Você está na página 1de 1

Do luxo ao lixo

Estava eu pela primeira vez comendo três refeições ao dia, alimentando-me da fama e das
entrevistas, uma atenção que eu nunca tive antes, meu cabelo continua preto e crespo, meu
corpo continua franzino, mas eu tenho mais namoradas que Frank Sinatra, é incrível como um
pouco de atenção muda tudo, eu faltava aula pra ir jogar bola, no morro junto com todos os
amigos, de todos os 11 somente 4 estão vivos, é como dizem no morro:”se criou no morro vai
morrer no morro”a vida me trava a pauladas, ninguém sabia meu nome, ninguém queria saber,
eu era apenas mais um pretinho nessa história clichê, que poderia ser passada na TV como
exemplo de superação, vitória na vida.poderia, não fosse o fato de ser eu,essa história com
certeza teria final feliz.diziam que eu brincava coma bola como um bailarino brinca com o
palco, não sei nada de balé mas a bola me fazia parar de pensar em tudo, na infância pobre num
lugar onde ter pai era privilégio(e no monte de pais que me apareceram depois), eu não pensava
nas 50 mil pessoas do estádio, eu simplesmente via a bola, eu era como um super herói, acima
do bem e do mal. Estava eu naquele jogo, decisão de campeonato, no segundo tempo, a bola em
meus pés, os adversários para trás, a chance de fazer um gol, meus olhos se vendaram e meus
pés travaram no chão, não conseguia dar mais um passo, simplesmente me entreguei ao
destino.uma semana antes minha esposa com quem eu era casado há 4 anos(antes de ser alguém
de verdade), e mãe da minha filha, havia pedido divórcio, eu não sabia mais quem u era na
realidade era o que ela dizia, eu era um ator de novela, coma diferença que eu não conhecia
meu próprio roteiro e só eu poderia escrevê-lo, até aí nada de mais, o mesmo clichê de qualquer
jogador, pobre, iludido com a fama, luxo, tudo normal.
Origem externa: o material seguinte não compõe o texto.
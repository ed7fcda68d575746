// Copyright 2026 loopd contributors
//
// Licensed under the Apache License, Version 2.0 (the "License");
// you may not use this file except in compliance with the License.
// You may obtain a copy of the License at
//
//     http://www.apache.org/licenses/LICENSE-2.0
//
// Unless required by applicable law or agreed to in writing, software
// distributed under the License is distributed on an "AS IS" BASIS,
// WITHOUT WARRANTIES OR CONDITIONS OF ANY KIND, either express or implied.
// See the License for the specific language governing permissions and
// limitations under the License.

//! One-shot device discovery: sysObjectID probe and physical-interface
//! enumeration, used by the Worker's reinit loop (spec.md §4.E) and the
//! Reconciler's `init_device`/`update_ints` equivalents.
//!
//! Grounded on `examples/original_source/src/loopd/device.cpp`
//! (`init_device`, `update_ints`) and `include/snmp/snmp.h`
//! (`get_host_objid`, `get_host_physints`, `get_intinfo`).

use std::time::Duration;

use crate::error::Result;
use crate::snmp::client;
use crate::snmp::oids::{self, MONITORED_IF_TYPES};
use crate::snmp::wire::Value;

/// A physical interface discovered via ifType/ifOperStatus/ifName/ifAlias walks.
#[derive(Debug, Clone)]
pub struct DiscoveredInterface {
    pub index: u32,
    pub name: String,
    pub alias: String,
    pub active: bool,
    #[allow(dead_code)] // read for display only, never compared (spec.md §11)
    pub speed: u32,
}

/// Probes sysObjectID for a device (spec.md §4.E reinit probe).
pub async fn probe_objid(host: &str, community: &str, timeout: Duration) -> Result<String> {
    let resp = client::get(host, community, &[oids::sys_object_id()], timeout).await?;
    let value = resp
        .varbinds
        .first()
        .map(|vb| &vb.value)
        .and_then(Value::as_object_id_string)
        .unwrap_or_default();
    Ok(value)
}

/// Reads the device's current sysUpTime, in timeticks (hundredths of a second).
pub async fn probe_uptime(host: &str, community: &str, timeout: Duration) -> Result<u32> {
    let resp = client::get(host, community, &[oids::sys_up_time()], timeout).await?;
    Ok(resp
        .varbinds
        .first()
        .and_then(|vb| vb.value.as_timeticks())
        .unwrap_or(0))
}

/// Walks ifType for the table of candidate interface indices whose type is
/// one of the monitored IANA types (spec.md §6). `base` must be the
/// `ifType` column root; successive GETBULK rounds follow the last
/// returned OID until the walk leaves the column.
async fn walk_column(host: &str, community: &str, base: &[u32], timeout: Duration) -> Result<Vec<(u32, Value)>> {
    let mut out = Vec::new();
    let mut seed = base.to_vec();
    loop {
        let resp = client::get_bulk(
            host,
            community,
            &[seed.clone()],
            oids::BULK_NON_REPEATERS as i64,
            oids::BULK_MAX_REPETITIONS as i64,
            timeout,
        )
        .await?;
        if resp.varbinds.is_empty() {
            break;
        }
        let mut progressed = false;
        for vb in &resp.varbinds {
            if !vb.oid.starts_with(base) || vb.oid.len() <= base.len() {
                continue;
            }
            if matches!(vb.value, Value::EndOfMibView | Value::NoSuchObject | Value::NoSuchInstance) {
                continue;
            }
            if let Some(&index) = vb.oid.last() {
                out.push((index, vb.value.clone()));
                seed = vb.oid.clone();
                progressed = true;
            }
        }
        if !progressed {
            break;
        }
    }
    Ok(out)
}

fn as_i64(value: &Value) -> Option<i64> {
    match value {
        Value::Integer(v) => Some(*v),
        Value::Counter32(v) | Value::Gauge32(v) => Some(*v as i64),
        Value::TimeTicks(v) => Some(*v as i64),
        _ => None,
    }
}

fn as_text(value: &Value) -> String {
    match value {
        Value::OctetString(bytes) => String::from_utf8_lossy(bytes).into_owned(),
        _ => String::new(),
    }
}

/// Enumerates physical interfaces and their descriptive attributes
/// (spec.md §4.E reinit loop, §6 ifType/ifName/ifAlias/ifOperStatus/ifHighSpeed).
pub async fn enumerate_interfaces(host: &str, community: &str, timeout: Duration) -> Result<Vec<DiscoveredInterface>> {
    let iftype_col = oids::if_type(0);
    let base = &iftype_col[..iftype_col.len() - 1];
    let types = walk_column(host, community, base, timeout).await?;

    let mut result = Vec::new();
    for (index, type_value) in types {
        let Some(iftype) = as_i64(&type_value) else {
            continue;
        };
        if !MONITORED_IF_TYPES.contains(&(iftype as u32)) {
            continue;
        }

        let resp = client::get(
            host,
            community,
            &[
                oids::if_oper_status(index),
                oids::if_name(index),
                oids::if_alias(index),
                oids::if_high_speed(index),
            ],
            timeout,
        )
        .await?;

        let operstatus = resp.varbinds.first().and_then(|vb| as_i64(&vb.value)).unwrap_or(0);
        let name = resp.varbinds.get(1).map(|vb| as_text(&vb.value)).unwrap_or_default();
        let alias = resp.varbinds.get(2).map(|vb| as_text(&vb.value)).unwrap_or_default();
        let speed = resp
            .varbinds
            .get(3)
            .and_then(|vb| as_i64(&vb.value))
            .unwrap_or(0) as u32;

        result.push(DiscoveredInterface {
            index,
            name,
            alias,
            active: operstatus == oids::IF_OPER_STATUS_UP as i64,
            speed,
        });
    }
    Ok(result)
}
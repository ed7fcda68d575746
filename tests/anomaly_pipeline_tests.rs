//! Drives the Anomaly Engine through a sequence of simulated poll ticks and
//! checks that a firing alarm actually lands on the identifier-based alarm
//! queue, end to end, with no network I/O involved.

use loopd::anomaly::{self, AlarmEvent, CounterUpdate};
use loopd::config::PollerConfig;
use loopd::model::{AlarmKind, AlarmRef, Interface};
use loopd::queues::AlarmQueue;

fn cfg() -> PollerConfig {
    PollerConfig {
        update_interval_hours: 6,
        poll_interval_secs: 10,
        recheck_interval_secs: 2,
        bcmax: 1000,
        mavlow: 10,
        mavmax: 500,
        recover_ratio_pct: 50,
    }
}

#[tokio::test]
async fn steady_traffic_then_spike_pushes_one_alarm_ref() {
    let mut intf = Interface::new(1, "eth0".into(), "uplink".into(), std::path::PathBuf::new());
    let window_size = 4;
    let queue = AlarmQueue::new();

    let counters = [1_000u64, 1_100, 1_200, 1_300, 1_400, 10_000];
    let mut prev = 0u64;
    for (tick, &counter) in counters.iter().enumerate() {
        if tick == 0 {
            prev = counter;
            anomaly::ingest_counter(&mut intf.poll, counter, 1.0);
            continue;
        }
        let outcome = anomaly::ingest_counter(&mut intf.poll, counter, 1.0);
        assert_eq!(outcome, CounterUpdate::Delta((counter - prev) as f64));
        prev = counter;

        anomaly::update_moving_average(&mut intf.poll, window_size);
        if let AlarmEvent::Fired(kind) = anomaly::evaluate_alarm(&mut intf.poll, &cfg(), window_size) {
            queue.push(AlarmRef::new("10.0.0.1", intf.index)).await;
            assert_eq!(kind, AlarmKind::Bcmax);
        }
    }

    let drained = queue.drain().await;
    assert_eq!(drained.len(), 1);
    assert_eq!(drained[0], AlarmRef::new("10.0.0.1", 1));
}

#[tokio::test]
async fn quiet_traffic_never_queues_an_alarm() {
    let mut intf = Interface::new(2, "eth1".into(), "access".into(), std::path::PathBuf::new());
    let window_size = 4;
    let queue = AlarmQueue::new();

    let mut counter = 500u64;
    anomaly::ingest_counter(&mut intf.poll, counter, 1.0);
    for _ in 0..8 {
        counter += 5;
        anomaly::ingest_counter(&mut intf.poll, counter, 1.0);
        anomaly::update_moving_average(&mut intf.poll, window_size);
        if let AlarmEvent::Fired(_) = anomaly::evaluate_alarm(&mut intf.poll, &cfg(), window_size) {
            queue.push(AlarmRef::new("10.0.0.2", intf.index)).await;
        }
    }

    assert!(queue.is_empty().await);
}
Comum...naquele dia eu fui pra cama,
dormi cedo e sonhei com um besouro verde voando, ele me levou até um campo onde não havia
ninguém, somente eu e uma bola, meu instinto foi jogar futebol, como quem fugia da polícia,
com raiva e tristeza, de repente as pessoas entraram no estádio e minha raiva e tristeza
passaram, as pessoas riam e se emocionavam comigo, eu era a estrela de um espetáculo, tudo
era triste, e em preto e branco, as pessoas foram embora do meu sonho me deixando sozinho
após minha apresentação, eu estava lá, prado no campo e chorando, acordei do sonho e vi que
eu era patético, eu não tinha ganho nada, apenas perdido tudo e não me dado conta, é bem
verdade que eu morava em um bairro rico cheio de hipócritas que traiám as esposas e depois
posavam de pais de família, era verdade que eu tinha dinheiro pra tratar até a sétima geração da
minha família, mas a verdade era que aquele não era eu, eu nunca fui um vencedor,sempre fui
um fracassado, e fracassados as vezes vencem, eu queria voltar a ser um neguinho qualquer, em
um bairro pobre de periferia, eu queria voltar a ouvir samba da minha comunidade, eu queria
minha pretinha do meu lado me fazendo cafuné, naquele dia eu perdi tudo, meu sonho, minha
fama, e logo me esqueceram... mas naquele dia eu ganhei tudo, meu eterno fracasso na vida,
estava eu com a bola no pé todo trêmulo porque era a final do campeonato e 50 mil pessoas
foram me assistir, voltei a mim e fiz o gol, agora com orgulho eu posso gritar que fomos
campeões do campeonato das favelas do rio de janeiro, não sei bem como me sustentar, talvez
eu escreva um livro, que comece contando este episódio, e que termine com alguma lição de
moral estranha como: os vencedores sempre perdem, os derrotados nunca levantam. Tudo
graças ao estranho besouro verde que hoje creio ser fruto da maldita bebedeira de quando minha
esposa me deixou, quem sabe eu saia da favela, quem sabe eu vença na vida, mas o que eu mais
espero é que eu realmente, sempre seja eu.